Now we have a counterintuitive variant from the Green Energy Institute of Korea. For the first time in the world, they propose putting the photovoltaics under water for desalination. Desalination is becoming a huge need across the world for agriculture, human consumption and industry with at least ten cities now under threat of severe water shortages and increasingly large areas declared "water stressed". 97% of the world's water is salty: 2% of potable water is in the ice caps where it is falling into the salty sea. The remaining one percent is too much in demand. Just one example is a new dam on the Nile capable of triggering a war over water unless Ethiopia can agree a deal with Egypt and Sudan. Desalination plants traditionally make expensive water but they have to be put in anyway, partly because most places are poor at saline agriculture and water conservation. Sadly, most desalination plants cause considerable global warming by using fossil fuel electricity with their power stations creating up to 300 MW at a time, though that is slowly changing.
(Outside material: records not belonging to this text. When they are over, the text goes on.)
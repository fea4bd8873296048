//! Board views: todo progress, project kanban, entertainment backlog

use crate::services::Aggregator;
use crate::types::{
    EntertainmentBoard, EntertainmentKind, EntertainmentRecord, EntertainmentStatus, ExpenseList,
    ExpenseRecord, ProjectBoard, ProjectRecord, ProjectStatus, StatusColumn, TodoList,
    TodoProgress, TodoRecord,
};

/// Columns of the games board
pub const GAME_COLUMNS: [EntertainmentStatus; 3] = [
    EntertainmentStatus::Backlog,
    EntertainmentStatus::Playing,
    EntertainmentStatus::Completed,
];

/// Columns of the movies & series board
pub const SCREEN_COLUMNS: [EntertainmentStatus; 3] = [
    EntertainmentStatus::Backlog,
    EntertainmentStatus::Watching,
    EntertainmentStatus::Watched,
];

pub struct Boards;

impl Boards {
    pub fn expense_list(expenses: Vec<ExpenseRecord>) -> ExpenseList {
        ExpenseList {
            total: Aggregator::total(&expenses),
            expenses,
        }
    }

    pub fn todo_progress(todos: &[TodoRecord]) -> TodoProgress {
        TodoProgress {
            completed: todos.iter().filter(|t| t.completed).count(),
            total: todos.len(),
        }
    }

    pub fn todo_list(todos: Vec<TodoRecord>) -> TodoList {
        TodoList {
            progress: Self::todo_progress(&todos),
            todos,
        }
    }

    /// Group projects into kanban columns, keeping input order per column
    pub fn project_board(projects: Vec<ProjectRecord>) -> ProjectBoard {
        let mut board = ProjectBoard::default();

        for project in projects {
            match project.status {
                ProjectStatus::Idea => board.idea.push(project),
                ProjectStatus::InProgress => board.in_progress.push(project),
                ProjectStatus::Done => board.done.push(project),
                ProjectStatus::Unrecognized(_) => board.unrecognized.push(project),
            }
        }

        board
    }

    /// Games by status; movies and series share one board, movies listed
    /// before series within each column.
    /// Items whose status has no column on their board are left out.
    pub fn entertainment_board(items: &[EntertainmentRecord]) -> EntertainmentBoard {
        let of_kind = move |kind: EntertainmentKind| items.iter().filter(move |i| i.kind == kind);

        let games: Vec<&EntertainmentRecord> = of_kind(EntertainmentKind::Game).collect();
        let screen: Vec<&EntertainmentRecord> = of_kind(EntertainmentKind::Movie)
            .chain(of_kind(EntertainmentKind::Series))
            .collect();

        EntertainmentBoard {
            games: columns(&games, &GAME_COLUMNS),
            screen: columns(&screen, &SCREEN_COLUMNS),
        }
    }
}

fn columns(items: &[&EntertainmentRecord], statuses: &[EntertainmentStatus]) -> Vec<StatusColumn> {
    statuses
        .iter()
        .map(|status| StatusColumn {
            status: status.clone(),
            items: items
                .iter()
                .filter(|i| &i.status == status)
                .map(|i| (*i).clone())
                .collect(),
        })
        .collect()
}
A salt farm adopting a solar evaporation method in Korea conventionally consists of two ponds, evaporation pond for increasing salinity and crystallization pond for harvesting salt. Harvesting clean water is an option. Water proof solar PV modules are installed in the beneath of shallow saltwater evaporation pond, two to 15 cm in depth. The front part of modules is only submerged in the water, but the rear part of modules where a junction box is placed is. The gaps between modules are sealed with specially to prevent the ingress of sea water.
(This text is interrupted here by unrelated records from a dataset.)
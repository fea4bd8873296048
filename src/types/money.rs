//! Currency rounding and formatting
//!
//! Amounts are summed at full decimal precision; rounding to cents happens
//! only when a value leaves the pipeline (chart values, JSON, text output).

use rust_decimal::prelude::ToPrimitive;
use rust_decimal::{Decimal, RoundingStrategy};
use serde::Serializer;

/// Decimal places shown for currency amounts
pub const CURRENCY_DP: u32 = 2;

/// Round to cents, half away from zero (12.345 → 12.35)
pub fn round_currency(amount: Decimal) -> Decimal {
    amount.round_dp_with_strategy(CURRENCY_DP, RoundingStrategy::MidpointAwayFromZero)
}

/// Format as a dollar amount with exactly two decimals (e.g., "$59.75")
pub fn format_currency(amount: Decimal) -> String {
    format!("${:.2}", round_currency(amount))
}

/// Serialize a decimal as a JSON number rounded to cents
pub fn serialize_rounded<S>(amount: &Decimal, serializer: S) -> Result<S::Ok, S::Error>
where
    S: Serializer,
{
    let rounded = round_currency(*amount);
    serializer.serialize_f64(rounded.to_f64().unwrap_or_default())
}

#[cfg(test)]
mod tests {
    use super::*;
    use std::str::FromStr;

    fn dec(s: &str) -> Decimal {
        Decimal::from_str(s).unwrap()
    }

    #[test]
    fn test_round_half_away_from_zero() {
        assert_eq!(round_currency(dec("12.345")), dec("12.35"));
        assert_eq!(round_currency(dec("12.344")), dec("12.34"));
        assert_eq!(round_currency(dec("0.125")), dec("0.13"));
    }

    #[test]
    fn test_round_keeps_short_values() {
        assert_eq!(round_currency(dec("40")), dec("40"));
        assert_eq!(round_currency(dec("7.2")), dec("7.2"));
    }

    #[test]
    fn test_format_pads_to_two_decimals() {
        assert_eq!(format_currency(dec("40")), "$40.00");
        assert_eq!(format_currency(dec("59.75")), "$59.75");
        assert_eq!(format_currency(dec("0.005")), "$0.01");
        assert_eq!(format_currency(Decimal::ZERO), "$0.00");
    }

    #[test]
    fn test_serialize_rounded_is_number() {
        #[derive(serde::Serialize)]
        struct Wrapper {
            #[serde(serialize_with = "serialize_rounded")]
            value: Decimal,
        }

        let json = serde_json::to_string(&Wrapper {
            value: dec("19.754"),
        })
        .unwrap();
        assert_eq!(json, r#"{"value":19.75}"#);
    }
}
The Institute points out that the merit of this system is harvesting salt and electricity at the same time. It says the power generation would be decreased due to the installation angle, zero degree and the weakened solar incident intensity by sea water reflection. However, it is believed that the loss of power generation can be overcome partially by the cooling effect of sea water. It terms these "Salt Farm Underwater Photovoltaic Systems".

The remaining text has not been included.